▶ GIVEN INFORMATION:
┌────────
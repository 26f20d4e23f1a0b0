// ============================================================
// Layer 4 - Sequential Iteration Scheme
// ============================================================
// Decides which example indices make up each batch:
//
//   [0, B), [B, 2B), ..., [kB, N)
//
// No shuffling. When N is not a multiple of B the last range
// is shorter but still emitted, so one pass yields ceil(N / B)
// ranges covering every index exactly once.

use std::ops::Range;

use crate::domain::error::{Result, TrainError};

#[derive(Debug, Clone, Copy, PartialEq, Eq)]
pub struct SequentialScheme {
    num_examples: usize,
    batch_size:   usize,
}

impl SequentialScheme {
    /// Fails with a configuration error when `batch_size` is zero.
    pub fn new(num_examples: usize, batch_size: usize) -> Result<Self> {
        if batch_size == 0 {
            return Err(TrainError::invalid_config("batch size must be > 0"));
        }
        Ok(Self { num_examples, batch_size })
    }

    pub fn num_examples(&self) -> usize {
        self.num_examples
    }

    pub fn batch_size(&self) -> usize {
        self.batch_size
    }

    pub fn num_batches(&self) -> usize {
        self.num_examples.div_ceil(self.batch_size)
    }

    /// Index ranges for one pass, in order.
    pub fn batches(&self) -> impl Iterator<Item = Range<usize>> {
        let Self { num_examples, batch_size } = *self;
        (0..num_examples)
            .step_by(batch_size)
            .map(move |start| start..(start + batch_size).min(num_examples))
    }
}
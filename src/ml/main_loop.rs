// ============================================================
// Layer 5 - Main Loop
// ============================================================
// Drives training as a small state machine:
//
//   Init ──run()──▶ Running
//     before_training hooks
//     loop {
//       finish requested? ──yes──▶ break
//       for batch in training stream:
//           forward → cost → backward → update
//       epochs_done += 1
//       on_epoch_end hooks (in registration order)
//     }
//     after_training hooks
//   ──▶ Terminated
//
// Single-threaded: batch N+1 is fetched only after batch N's
// update is applied. Any error aborts the run immediately.

use burn::{
    data::dataloader::batcher::Batcher,
    data::dataset::Dataset,
    optim::Optimizer,
    tensor::backend::AutodiffBackend,
};

use crate::data::{
    batcher::{DigitBatch, DigitBatcher},
    stream::DataStream,
};
use crate::domain::{
    error::{Result, TrainError},
    sample::DigitSample,
    state::{LoopStatus, TrainingState},
};
use crate::ml::extensions::{Extension, LoopContext, LoopSignal};
use crate::ml::model::Mlp;
use crate::ml::optimizer::SteepestDescent;

/// What a finished run hands back.
pub struct LoopOutcome<B: AutodiffBackend> {
    pub model: Mlp<B>,
    pub state: TrainingState,
}

pub struct MainLoop<B: AutodiffBackend, O, D> {
    model:       Mlp<B>,
    data_stream: DataStream<D>,
    algorithm:   SteepestDescent<O>,
    extensions:  Vec<Box<dyn Extension<B>>>,
    state:       TrainingState,
    device:      B::Device,
}

impl<B, O, D> MainLoop<B, O, D>
where
    B: AutodiffBackend,
    O: Optimizer<Mlp<B>, B>,
    D: Dataset<DigitSample>,
{
    pub fn new(
        model:       Mlp<B>,
        data_stream: DataStream<D>,
        algorithm:   SteepestDescent<O>,
        device:      B::Device,
    ) -> Self {
        Self {
            model,
            data_stream,
            algorithm,
            extensions: Vec::new(),
            state:      TrainingState::new(),
            device,
        }
    }

    /// Appends an extension; hooks run in the order extensions were added.
    pub fn with_extension(mut self, extension: impl Extension<B> + 'static) -> Self {
        self.extensions.push(Box::new(extension));
        self
    }

    /// Starts from a restored state instead of a fresh one.
    pub fn with_state(mut self, state: TrainingState) -> Self {
        self.state = state;
        self
    }

    pub fn run(self) -> Result<LoopOutcome<B>> {
        let MainLoop {
            mut model,
            data_stream,
            mut algorithm,
            mut extensions,
            mut state,
            device,
        } = self;

        state.finish_requested = false;
        state.status = LoopStatus::Running;
        tracing::info!(
            "Entered the main loop: {} examples in {} batches of up to {}, lr={}, {} extensions",
            data_stream.num_examples(),
            data_stream.num_batches(),
            data_stream.batch_size(),
            algorithm.learning_rate(),
            extensions.len(),
        );

        {
            let mut ctx = LoopContext { model: &model, state: &mut state, device: &device };
            for extension in extensions.iter_mut() {
                if extension.before_training(&mut ctx)? == LoopSignal::Finish {
                    tracing::debug!("'{}' requested finish before training", extension.name());
                    ctx.state.request_finish();
                }
            }
        }

        // termination check precedes every epoch
        while !state.finish_requested {
            model = train_epoch(model, &data_stream, &mut algorithm, &mut state, &device)?;

            let mut ctx = LoopContext { model: &model, state: &mut state, device: &device };
            for extension in extensions.iter_mut() {
                if extension.on_epoch_end(&mut ctx)? == LoopSignal::Finish {
                    tracing::debug!(
                        "'{}' requested finish after epoch {}",
                        extension.name(),
                        ctx.state.epochs_done
                    );
                    ctx.state.request_finish();
                }
            }
        }

        {
            let mut ctx = LoopContext { model: &model, state: &mut state, device: &device };
            for extension in extensions.iter_mut() {
                extension.after_training(&mut ctx)?;
            }
        }

        state.status = LoopStatus::Terminated;
        tracing::info!(
            "Training finished after {} epochs, {} iterations",
            state.epochs_done,
            state.iterations_done
        );
        Ok(LoopOutcome { model, state })
    }
}

/// One full pass over the training stream; one update per batch.
fn train_epoch<B, O, D>(
    mut model: Mlp<B>,
    stream:    &DataStream<D>,
    algorithm: &mut SteepestDescent<O>,
    state:     &mut TrainingState,
    device:    &B::Device,
) -> Result<Mlp<B>>
where
    B: AutodiffBackend,
    O: Optimizer<Mlp<B>, B>,
    D: Dataset<DigitSample>,
{
    let mut cost_sum = 0.0f64;
    let mut seen     = 0usize;
    let mut batches  = 0usize;

    for samples in stream.epoch() {
        let batch: DigitBatch<B> =
            <DigitBatcher as Batcher<B, _, _>>::batch(&DigitBatcher, samples?, device);
        let rows = batch.rows();

        let output = model.forward_classification(batch.features, batch.targets);
        let cost = output.cost_value();
        if !cost.is_finite() {
            return Err(TrainError::computation(format!(
                "non-finite cost ({cost}) at iteration {}",
                state.iterations_done + 1
            )));
        }

        model = algorithm.step(output.cost, model);
        state.iterations_done += 1;
        // a short final batch counts by its rows, not as a full batch
        cost_sum += cost * rows as f64;
        seen     += rows;
        batches  += 1;
    }

    state.finish_epoch();
    if seen > 0 {
        state.record_train_cost(cost_sum / seen as f64);
    }
    tracing::debug!(
        "Epoch {} done: {} batches, {} iterations in total",
        state.epochs_done,
        batches,
        state.iterations_done
    );
    Ok(model)
}
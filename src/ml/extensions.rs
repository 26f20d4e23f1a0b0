// ============================================================
// Layer 5 - Main Loop Extensions
// ============================================================
// Objects the main loop calls at its boundaries, in the order
// they were registered:
//
//   before_training - once, before the first termination check
//   on_epoch_end    - after every completed epoch
//   after_training  - once, after the loop ends
//
// Each hook sees the model, the training state and the device,
// and may ask the loop to finish by returning LoopSignal::Finish.
// All extensions still run for the epoch in which finish was
// requested; the loop stops at the next termination check.
//
// Provided extensions:
//   FinishAfter          - stop after N epochs
//   DataStreamMonitoring - cost / error rate on another stream
//   Checkpointing        - write model + state to disk
//   MetricsLogging       - append epoch records to a CSV file
//   Printing             - one summary line per epoch on stdout

use burn::{
    data::dataloader::batcher::Batcher,
    data::dataset::Dataset,
    module::AutodiffModule,
    tensor::backend::AutodiffBackend,
};

use crate::application::train_use_case::TrainConfig;
use crate::data::{
    batcher::{DigitBatch, DigitBatcher},
    stream::DataStream,
};
use crate::domain::{
    error::{Result, TrainError},
    sample::DigitSample,
    state::{EpochRecord, TrainingState},
};
use crate::infra::{checkpoint::CheckpointManager, metrics::MetricsLogger};
use crate::ml::model::Mlp;

#[derive(Debug, Clone, Copy, PartialEq, Eq)]
pub enum LoopSignal {
    Continue,
    Finish,
}

/// What an extension may look at (and mutate) at a loop boundary.
pub struct LoopContext<'a, B: AutodiffBackend> {
    pub model:  &'a Mlp<B>,
    pub state:  &'a mut TrainingState,
    pub device: &'a B::Device,
}

pub trait Extension<B: AutodiffBackend> {
    fn name(&self) -> &str;

    fn before_training(&mut self, _ctx: &mut LoopContext<'_, B>) -> Result<LoopSignal> {
        Ok(LoopSignal::Continue)
    }

    fn on_epoch_end(&mut self, ctx: &mut LoopContext<'_, B>) -> Result<LoopSignal>;

    fn after_training(&mut self, _ctx: &mut LoopContext<'_, B>) -> Result<()> {
        Ok(())
    }
}

// ─── FinishAfter ──────────────────────────────────────────────────────────────

/// The only termination condition: `epochs_done >= after_n_epochs`.
///
/// Checked before training as well, so a bound of 0 (or a resumed run
/// that already reached it) trains nothing.
#[derive(Debug, Clone, Copy)]
pub struct FinishAfter {
    after_n_epochs: usize,
}

impl FinishAfter {
    pub fn new(after_n_epochs: usize) -> Self {
        Self { after_n_epochs }
    }

    fn check(&self, state: &TrainingState) -> LoopSignal {
        if state.epochs_done >= self.after_n_epochs {
            LoopSignal::Finish
        } else {
            LoopSignal::Continue
        }
    }
}

impl<B: AutodiffBackend> Extension<B> for FinishAfter {
    fn name(&self) -> &str {
        "finish_after"
    }

    fn before_training(&mut self, ctx: &mut LoopContext<'_, B>) -> Result<LoopSignal> {
        Ok(self.check(ctx.state))
    }

    fn on_epoch_end(&mut self, ctx: &mut LoopContext<'_, B>) -> Result<LoopSignal> {
        Ok(self.check(ctx.state))
    }
}

// ─── DataStreamMonitoring ─────────────────────────────────────────────────────

/// Evaluates `{prefix}_cost` and `{prefix}_error_rate` over a whole stream.
///
/// Runs on `model.valid()`, the inner backend without autodiff, and weights
/// every batch by its row count so a short final batch counts for what it is.
pub struct DataStreamMonitoring<D> {
    stream:             DataStream<D>,
    prefix:             String,
    before_first_epoch: bool,
}

impl<D: Dataset<DigitSample>> DataStreamMonitoring<D> {
    pub fn new(stream: DataStream<D>, prefix: impl Into<String>) -> Self {
        Self {
            stream,
            prefix:             prefix.into(),
            before_first_epoch: false,
        }
    }

    /// Also evaluate once before any training happens.
    pub fn before_first_epoch(mut self, enabled: bool) -> Self {
        self.before_first_epoch = enabled;
        self
    }

    fn evaluate<B: AutodiffBackend>(&self, ctx: &mut LoopContext<'_, B>) -> Result<()> {
        let model = ctx.model.valid();

        let mut cost_sum = 0.0f64;
        let mut errors   = 0usize;
        let mut seen     = 0usize;

        for samples in self.stream.epoch() {
            let batch: DigitBatch<B::InnerBackend> =
                <DigitBatcher as Batcher<B::InnerBackend, _, _>>::batch(&DigitBatcher, samples?, ctx.device);
            let rows = batch.rows();

            let output = model.forward_classification(batch.features, batch.targets);
            let cost = output.cost_value();
            if !cost.is_finite() {
                return Err(TrainError::computation(format!(
                    "non-finite {}_cost ({cost}) after {} rows",
                    self.prefix, seen
                )));
            }

            cost_sum += cost * rows as f64;
            errors   += output.misclassified();
            seen     += rows;
        }

        if seen == 0 {
            tracing::warn!("'{}' stream is empty, nothing to monitor", self.prefix);
            return Ok(());
        }

        let cost       = cost_sum / seen as f64;
        let error_rate = errors as f64 / seen as f64;
        ctx.state.record_metric(&format!("{}_cost", self.prefix), cost);
        let improved = ctx
            .state
            .record_metric(&format!("{}_error_rate", self.prefix), error_rate);

        tracing::info!(
            "{} after {} epochs: cost={:.4} error_rate={:.4}{}",
            self.prefix,
            ctx.state.epochs_done,
            cost,
            error_rate,
            if improved { " (best so far)" } else { "" },
        );
        Ok(())
    }
}

impl<B, D> Extension<B> for DataStreamMonitoring<D>
where
    B: AutodiffBackend,
    D: Dataset<DigitSample>,
{
    fn name(&self) -> &str {
        "data_stream_monitoring"
    }

    fn before_training(&mut self, ctx: &mut LoopContext<'_, B>) -> Result<LoopSignal> {
        if self.before_first_epoch {
            self.evaluate(ctx)?;
        }
        Ok(LoopSignal::Continue)
    }

    fn on_epoch_end(&mut self, ctx: &mut LoopContext<'_, B>) -> Result<LoopSignal> {
        self.evaluate(ctx)?;
        Ok(LoopSignal::Continue)
    }
}

// ─── Checkpointing ────────────────────────────────────────────────────────────

/// Saves model + state every `every_n_epochs` epochs, and at the epoch in
/// which finish was requested so the last state is always on disk.
/// Register it after `FinishAfter`.
pub struct Checkpointing {
    manager:        CheckpointManager,
    config:         TrainConfig,
    every_n_epochs: usize,
}

impl Checkpointing {
    pub fn new(manager: CheckpointManager, config: TrainConfig, every_n_epochs: usize) -> Result<Self> {
        if every_n_epochs == 0 {
            return Err(TrainError::invalid_config("checkpoint cadence must be >= 1 epoch"));
        }
        Ok(Self { manager, config, every_n_epochs })
    }
}

impl<B: AutodiffBackend> Extension<B> for Checkpointing {
    fn name(&self) -> &str {
        "checkpointing"
    }

    fn on_epoch_end(&mut self, ctx: &mut LoopContext<'_, B>) -> Result<LoopSignal> {
        let due = ctx.state.epochs_done % self.every_n_epochs == 0;
        if due || ctx.state.finish_requested {
            self.manager.save(ctx.model, ctx.state, &self.config)?;
            tracing::info!(
                "Checkpoint saved for epoch {} to '{}'",
                ctx.state.epochs_done,
                self.manager.path().display()
            );
        }
        Ok(LoopSignal::Continue)
    }
}

// ─── MetricsLogging ───────────────────────────────────────────────────────────

pub struct MetricsLogging {
    logger: MetricsLogger,
}

impl MetricsLogging {
    pub fn new(logger: MetricsLogger) -> Self {
        Self { logger }
    }
}

impl<B: AutodiffBackend> Extension<B> for MetricsLogging {
    fn name(&self) -> &str {
        "metrics_logging"
    }

    /// Logs the record measured before training, if any. A resumed run
    /// already has its current record on file.
    fn before_training(&mut self, ctx: &mut LoopContext<'_, B>) -> Result<LoopSignal> {
        if ctx.state.epochs_done == 0 {
            self.on_epoch_end(ctx)?;
        }
        Ok(LoopSignal::Continue)
    }

    fn on_epoch_end(&mut self, ctx: &mut LoopContext<'_, B>) -> Result<LoopSignal> {
        if let Some(record) = ctx.state.current_record() {
            self.logger.log(record)?;
        }
        Ok(LoopSignal::Continue)
    }
}

// ─── Printing ─────────────────────────────────────────────────────────────────

pub struct Printing {
    num_epochs: usize,
}

impl Printing {
    pub fn new(num_epochs: usize) -> Self {
        Self { num_epochs }
    }

    fn summary(&self, record: &EpochRecord) -> String {
        let mut line = format!(
            "Epoch {:>3}/{} | iterations={}",
            record.epoch, self.num_epochs, record.iterations_done
        );
        if let Some(cost) = record.train_cost {
            line.push_str(&format!(" | train_cost={cost:.4}"));
        }
        for (name, value) in &record.metrics {
            line.push_str(&format!(" | {name}={value:.4}"));
        }
        line
    }
}

impl<B: AutodiffBackend> Extension<B> for Printing {
    fn name(&self) -> &str {
        "printing"
    }

    fn before_training(&mut self, ctx: &mut LoopContext<'_, B>) -> Result<LoopSignal> {
        if let Some(record) = ctx.state.current_record() {
            println!("{}", self.summary(record));
        }
        Ok(LoopSignal::Continue)
    }

    fn on_epoch_end(&mut self, ctx: &mut LoopContext<'_, B>) -> Result<LoopSignal> {
        let line = match ctx.state.current_record() {
            Some(record) => self.summary(record),
            None => format!(
                "Epoch {:>3}/{} | iterations={}",
                ctx.state.epochs_done, self.num_epochs, ctx.state.iterations_done
            ),
        };
        println!("{line}");
        tracing::debug!("{line}");
        Ok(LoopSignal::Continue)
    }
}
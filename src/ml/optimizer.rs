// ============================================================
// Layer 5 - Steepest Descent Step Rule
// ============================================================
// θ = θ - lr * ∂cost/∂θ   for every trainable parameter
//
// Burn's Sgd with no momentum, no weight decay and no gradient
// clipping is exactly this rule; the wrapper owns the fixed
// learning rate and runs backward + update in one call.
//
// Reference: Burn Book §5 (Optimizers)

use burn::{
    module::AutodiffModule,
    optim::{GradientsParams, Optimizer, SgdConfig},
    prelude::*,
    tensor::backend::AutodiffBackend,
};

use crate::domain::error::{Result, TrainError};

pub struct SteepestDescent<O> {
    learning_rate: f64,
    optim:         O,
}

impl<O> SteepestDescent<O> {
    pub fn learning_rate(&self) -> f64 {
        self.learning_rate
    }

    /// Back-propagates `cost` and returns the updated module.
    pub fn step<B, M>(&mut self, cost: Tensor<B, 1>, module: M) -> M
    where
        B: AutodiffBackend,
        M: AutodiffModule<B>,
        O: Optimizer<M, B>,
    {
        let grads = cost.backward();
        let grads = GradientsParams::from_grads(grads, &module);
        self.optim.step(self.learning_rate, module, grads)
    }
}

/// Fixed-rate gradient descent for module `M`.
///
/// Fails with a configuration error unless `learning_rate` is finite and > 0.
pub fn steepest_descent<B, M>(learning_rate: f64) -> Result<SteepestDescent<impl Optimizer<M, B>>>
where
    B: AutodiffBackend,
    M: AutodiffModule<B>,
{
    if !(learning_rate.is_finite() && learning_rate > 0.0) {
        return Err(TrainError::invalid_config(format!(
            "learning rate must be > 0, got {learning_rate}"
        )));
    }
    Ok(SteepestDescent {
        learning_rate,
        optim: SgdConfig::new().init::<B, M>(),
    })
}

#[cfg(test)]
mod tests {
    use super::*;
    use crate::ml::model::{Activation, Mlp, MlpConfig};
    use burn::backend::{Autodiff, NdArray};

    type TestBackend = Autodiff<NdArray>;

    #[test]
    fn non_positive_learning_rates_are_rejected() {
        for lr in [0.0, -0.1, f64::NAN, f64::INFINITY] {
            let result = steepest_descent::<TestBackend, Mlp<TestBackend>>(lr);
            assert!(matches!(result, Err(TrainError::InvalidConfig(_))), "lr = {lr}");
        }
    }

    #[test]
    fn a_step_descends_the_cost() {
        let device = Default::default();
        let model: Mlp<TestBackend> =
            MlpConfig::new(vec![2, 4, 2], vec![Activation::Tanh, Activation::Softmax])
                .with_weights_std(0.5)
                .init(3, &device)
                .unwrap();
        let mut rule = steepest_descent::<TestBackend, Mlp<TestBackend>>(0.5).unwrap();
        assert_eq!(rule.learning_rate(), 0.5);

        let x = Tensor::<TestBackend, 1>::from_floats([1.0, 0.0, 0.0, 1.0].as_slice(), &device)
            .reshape([2, 2]);
        let y = Tensor::<TestBackend, 1, Int>::from_ints([0, 1].as_slice(), &device);

        let before = model.forward_classification(x.clone(), y.clone());
        let cost_before = before.cost_value();
        let model = rule.step(before.cost, model);

        let cost_after = model.forward_classification(x, y).cost_value();
        assert!(cost_after < cost_before, "{cost_after} !< {cost_before}");
    }
}
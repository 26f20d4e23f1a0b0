// ============================================================
// Layer 3 - Error Taxonomy
// ============================================================
// Every failure in a run falls into one of these buckets:
//
//   InvalidConfig - bad shapes, non-positive learning rate,
//                   zero batch size. Detected before training.
//   Dataset       - a stream could not produce a batch.
//   Computation   - numerical failure in forward / backward,
//                   or a label outside the class range.
//   Checkpoint    - the checkpoint could not be encoded,
//                   decoded, or does not match the run.
//   Io            - reading or writing files.
//
// None of them is retried: the run aborts and main() exits
// with a non-zero status.

use thiserror::Error;

/// Errors that can occur while building or running a training loop.
#[derive(Debug, Error)]
pub enum TrainError {
    /// Invalid training configuration.
    #[error("invalid configuration: {0}")]
    InvalidConfig(String),

    /// The data stream could not produce a batch.
    #[error("dataset error: {0}")]
    Dataset(String),

    /// Numerical or label failure during forward / backward.
    #[error("computation error: {0}")]
    Computation(String),

    /// Checkpoint encode / decode failure.
    #[error("checkpoint error: {0}")]
    Checkpoint(String),

    /// IO error.
    #[error("IO error: {0}")]
    Io(String),
}

impl TrainError {
    /// Creates an invalid configuration error.
    #[must_use]
    pub fn invalid_config(reason: impl Into<String>) -> Self {
        Self::InvalidConfig(reason.into())
    }

    /// Creates a dataset error.
    #[must_use]
    pub fn dataset(reason: impl Into<String>) -> Self {
        Self::Dataset(reason.into())
    }

    /// Creates a computation error.
    #[must_use]
    pub fn computation(reason: impl Into<String>) -> Self {
        Self::Computation(reason.into())
    }

    /// Creates a checkpoint error.
    #[must_use]
    pub fn checkpoint(reason: impl Into<String>) -> Self {
        Self::Checkpoint(reason.into())
    }
}

impl From<std::io::Error> for TrainError {
    fn from(err: std::io::Error) -> Self {
        Self::Io(err.to_string())
    }
}

impl From<serde_json::Error> for TrainError {
    fn from(err: serde_json::Error) -> Self {
        Self::Checkpoint(err.to_string())
    }
}

/// Result type for training operations.
pub type Result<T> = std::result::Result<T, TrainError>;

#[cfg(test)]
mod tests {
    use super::*;

    #[test]
    fn error_invalid_config() {
        let err = TrainError::invalid_config("batch size must be > 0");
        assert!(err.to_string().contains("invalid configuration"));
        assert!(err.to_string().contains("batch size"));
    }

    #[test]
    fn error_computation() {
        let err = TrainError::computation("label 12 outside [0, 10)");
        assert!(err.to_string().starts_with("computation error"));
    }

    #[test]
    fn error_from_io_error() {
        let io_err = std::io::Error::new(std::io::ErrorKind::PermissionDenied, "read-only");
        let err: TrainError = io_err.into();
        assert!(matches!(err, TrainError::Io(_)));
    }

    #[test]
    fn error_from_json_error() {
        let json_err = serde_json::from_str::<usize>("not a number").unwrap_err();
        let err: TrainError = json_err.into();
        assert!(matches!(err, TrainError::Checkpoint(_)));
    }
}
└────────
▶ ABOUT THIS EXERCISE:
State how many lines in the listing above contain "prefix". Offer nothing besides that number.

▶ ANSWER:
9